Jiu-jitsu can serve as both a means of exercise and an outlet for competition. Parkins’ training regimen leading up to a competition can include weightlifting, sparring, hiking, running, dieting and resting. She often trains at Deepwater Brazilian Jiu Jitsu in Colonial Park, usually around five times a week.
“When you say ‘jiu-jitsu’ to most people, they think of karate,” she said. “What I do with it, jiu-jitsu is a sport. You start standing, and you try to get the other person on the ground, and you fight on the ground. It’s making good use of your skills and using the other person’s body weight against them. But there is no kicking or punching.”
In 2019, in her late 30s, Parkins sought out jiu-jitsu as a way to lose weight, stay healthy and learn self-defense. It didn’t take long for her competitive nature to kick in.
“Jiu-jitsu changed my life,” she said. “The initial change was I lost 70 pounds. I became super aware of my health and my body. With the confidence it gives you, you essentially learn how your body moves in space. It kind of opened a door for me.”
Or re-opened one.
Growing up, Parkins was an accomplished, three-sport scholastic athlete in basketball, softball and field hockey. After graduation, she matriculated to St. Joseph’s University in Philadelphia, where she became a member of the Hawks’ Division One rowing team.
That may have been the first time in her life that she stepped out of her comfort zone to stoke her competitive fire.
“When I first signed up for jiu-jitsu, I asked very specifically, ‘Do I have to compete to move up the belt rank?’” Parkins said. “That’s how it was until they offered this really fun in-house tournament. Then I was hooked. Something clicked. Something happened. I’m just highly serious about things.”
It’s a seriousness that can be molded and channeled into positive energy. That’s a skill that Parkins has learned as she has evolved as a jiu-jitsu competitor.
“When I’m ‘in the bullpen’ 20 minutes before fights, I’m usually doing my breathing or listening to music that makes me happy,” she said. “What makes or breaks these fights is your mental state. My fight face is much different than my everyday face. Some people say it’s mean, but it’s not.
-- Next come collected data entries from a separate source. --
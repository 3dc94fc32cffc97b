use ddd_application::InMemoryCommandBus;
use ddd_application::auto_mapping::{
    AggregateConstructors, AutoMappedCommandHandler, ConstructibleAggregate, ObjectCreationAction,
};
use ddd_application::command_bus::CommandBus;
use ddd_application::context::AppContext;
use ddd_domain::aggregate::{Aggregate, NewAggregate};
use ddd_domain::domain_event::{DomainEvent, EventContext};
use ddd_domain::entity::Entity;
use ddd_domain::error::DomainError;
use ddd_domain::persist::{AggregateRepository, InMemoryAggregateRepository};
use ddd_domain::value_object::Version;
use ddd_macros::mapped_command;
use serde::{Deserialize, Serialize};
use std::sync::Arc;
use tracing_subscriber::EnvFilter;
use ulid::Ulid;

#[derive(Debug, Default)]
struct Account {
    id: String,
    version: Version,
    owner: String,
    balance: i64,
}

#[derive(Debug, thiserror::Error)]
enum AccountError {
    #[error("initial deposit must not be negative: {0}")]
    NegativeDeposit(i64),
    #[error("owner must not be blank")]
    BlankOwner,
    #[error(transparent)]
    Domain(#[from] DomainError),
}

#[derive(Debug, Clone, PartialEq, Serialize, Deserialize)]
enum AccountEvent {
    Opened {
        id: String,
        aggregate_version: Version,
        owner: String,
        initial_balance: i64,
    },
}

impl DomainEvent for AccountEvent {
    fn event_id(&self) -> &str {
        match self {
            AccountEvent::Opened { id, .. } => id,
        }
    }

    fn event_type(&self) -> &str {
        match self {
            AccountEvent::Opened { .. } => "account.opened",
        }
    }

    fn event_version(&self) -> usize {
        1
    }

    fn aggregate_version(&self) -> Version {
        match self {
            AccountEvent::Opened {
                aggregate_version, ..
            } => *aggregate_version,
        }
    }
}

impl Entity for Account {
    type Id = String;

    fn new(aggregate_id: Self::Id, version: Version) -> Self {
        Self {
            id: aggregate_id,
            version,
            ..Default::default()
        }
    }

    fn id(&self) -> &Self::Id {
        &self.id
    }

    fn version(&self) -> Version {
        self.version
    }
}

impl Aggregate for Account {
    const TYPE: &'static str = "account";

    type Event = AccountEvent;
    type Error = AccountError;

    fn apply(&mut self, event: &Self::Event) {
        match event {
            AccountEvent::Opened {
                aggregate_version,
                owner,
                initial_balance,
                ..
            } => {
                self.owner = owner.clone();
                self.balance = *initial_balance;
                self.version = *aggregate_version;
            }
        }
    }
}

impl Account {
    fn open(id: String, owner: String) -> Result<NewAggregate<Self>, AccountError> {
        Self::open_with_deposit(id, owner, 0)
    }

    fn open_with_deposit(
        id: String,
        owner: String,
        initial_balance: i64,
    ) -> Result<NewAggregate<Self>, AccountError> {
        if owner.trim().is_empty() {
            return Err(AccountError::BlankOwner);
        }
        if initial_balance < 0 {
            return Err(AccountError::NegativeDeposit(initial_balance));
        }

        Ok(NewAggregate::from_events(
            id,
            vec![AccountEvent::Opened {
                id: Ulid::new().to_string(),
                aggregate_version: Version::new().next(),
                owner,
                initial_balance,
            }],
        ))
    }
}

impl ConstructibleAggregate for Account {
    fn constructors() -> AggregateConstructors<Self> {
        AggregateConstructors::new()
            .with("open", Account::open)
            .with("open_with_deposit", Account::open_with_deposit)
    }
}

#[mapped_command(aggregate = Account)]
struct OpenAccount {
    id: String,
    owner: String,
}

#[mapped_command(aggregate = Account, name = "account.open_with_deposit")]
struct OpenAccountWithDeposit {
    id: String,
    owner: String,
    #[mapping(rename = "initial_balance")]
    deposit: i64,
    #[mapping(skip)]
    #[allow(dead_code)]
    channel: String,
}

#[tokio::main(flavor = "current_thread")]
async fn main() -> Result<(), Box<dyn std::error::Error>> {
    tracing_subscriber::fmt()
        .with_env_filter(
            EnvFilter::try_from_default_env()
                .unwrap_or_else(|_| EnvFilter::new("info,ddd_application=debug")),
        )
        .init();

    let repo = Arc::new(InMemoryAggregateRepository::<Account>::new());
    let handler = Arc::new(AutoMappedCommandHandler::<Account, _>::new(repo.clone()));

    let bus = InMemoryCommandBus::new();
    bus.register::<OpenAccount, _>(handler.clone())?;
    bus.register::<OpenAccountWithDeposit, _>(handler)?;

    let ctx = AppContext {
        biz: EventContext::builder()
            .maybe_correlation_id(Some(Ulid::new().to_string()))
            .maybe_actor_type(Some("user".into()))
            .maybe_actor_id(Some("u-1".into()))
            .build(),
        ..Default::default()
    };

    // 两个参数 -> open
    bus.dispatch(
        &ctx,
        OpenAccount {
            id: "acc-1".into(),
            owner: "alice".into(),
        },
    )
    .await?;

    // 三个参数 -> open_with_deposit
    bus.dispatch(
        &ctx,
        OpenAccountWithDeposit {
            id: "acc-2".into(),
            owner: "bob".into(),
            deposit: 1000,
            channel: "web".into(),
        },
    )
    .await?;

    for id in ["acc-1", "acc-2"] {
        if let Some(acc) = repo.load(&id.to_string()).await? {
            tracing::info!(
                id = %acc.id(),
                owner = %acc.owner,
                balance = acc.balance,
                version = %acc.version(),
                "account loaded"
            );
        }
    }

    // 构造失败：不产生任何事件
    let rejected = bus
        .dispatch(
            &ctx,
            OpenAccountWithDeposit {
                id: "acc-3".into(),
                owner: "carol".into(),
                deposit: -1,
                channel: "web".into(),
            },
        )
        .await;
    if let Err(e) = rejected {
        // 聚合自定义的错误类型原样保留
        let negative = matches!(
            e.aggregate_error::<AccountError>(),
            Some(AccountError::NegativeDeposit(_))
        );
        tracing::warn!(
            error = %e,
            negative,
            stored = repo.events("acc-3").len(),
            "open rejected"
        );
    }

    // 直接使用创建动作；同一动作的重复执行由仓储拒绝
    let action = ObjectCreationAction::<Account, _, _>::builder()
        .repository(repo.clone())
        .command(OpenAccount {
            id: "acc-4".into(),
            owner: "dave".into(),
        })
        .build()?;

    let envelopes = action.execute(&ctx).await?;
    tracing::info!(
        events = envelopes.len(),
        command = action.info().command(),
        "created directly"
    );

    if let Err(e) = action.execute(&ctx).await {
        let conflict = matches!(
            e.aggregate_error::<AccountError>(),
            Some(AccountError::Domain(DomainError::VersionConflict { .. }))
        );
        tracing::warn!(error = %e, conflict, "second attempt rejected");
    }

    tracing::info!(accounts = repo.len(), "done");
    Ok(())
}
To me, it’s super focused.”
An ancient martial art, jiu-jitsu dates back to 16th-century Japan. But more recently, interest has spiked, in part, through the increased popularity of mixed martial arts and ultimate cage fighting.
“I think it used to be obscure,” Parkins said. “But jiu-jitsu is growing, and more people know about it. I’d like to think jiu-jitsu can be done at any age, and there are people starting in their 50s, 60s and 70s. But it’s hard on your body when you’re rolling around on a mat. It’s not for everybody.”
For Parkins, the novelty has yet to wane. But how much longer she can continue to pursue it may depend on her training, the recuperative powers of her body, and her ability to balance her life.
“My life very much revolves around my children, but, for me to be healthy, I had to carve out something for myself,” Parkins said. “The short-term goal is to continue to compete. I know I’ll always do jiu-jitsu, but I don’t know if I’ll always compete.”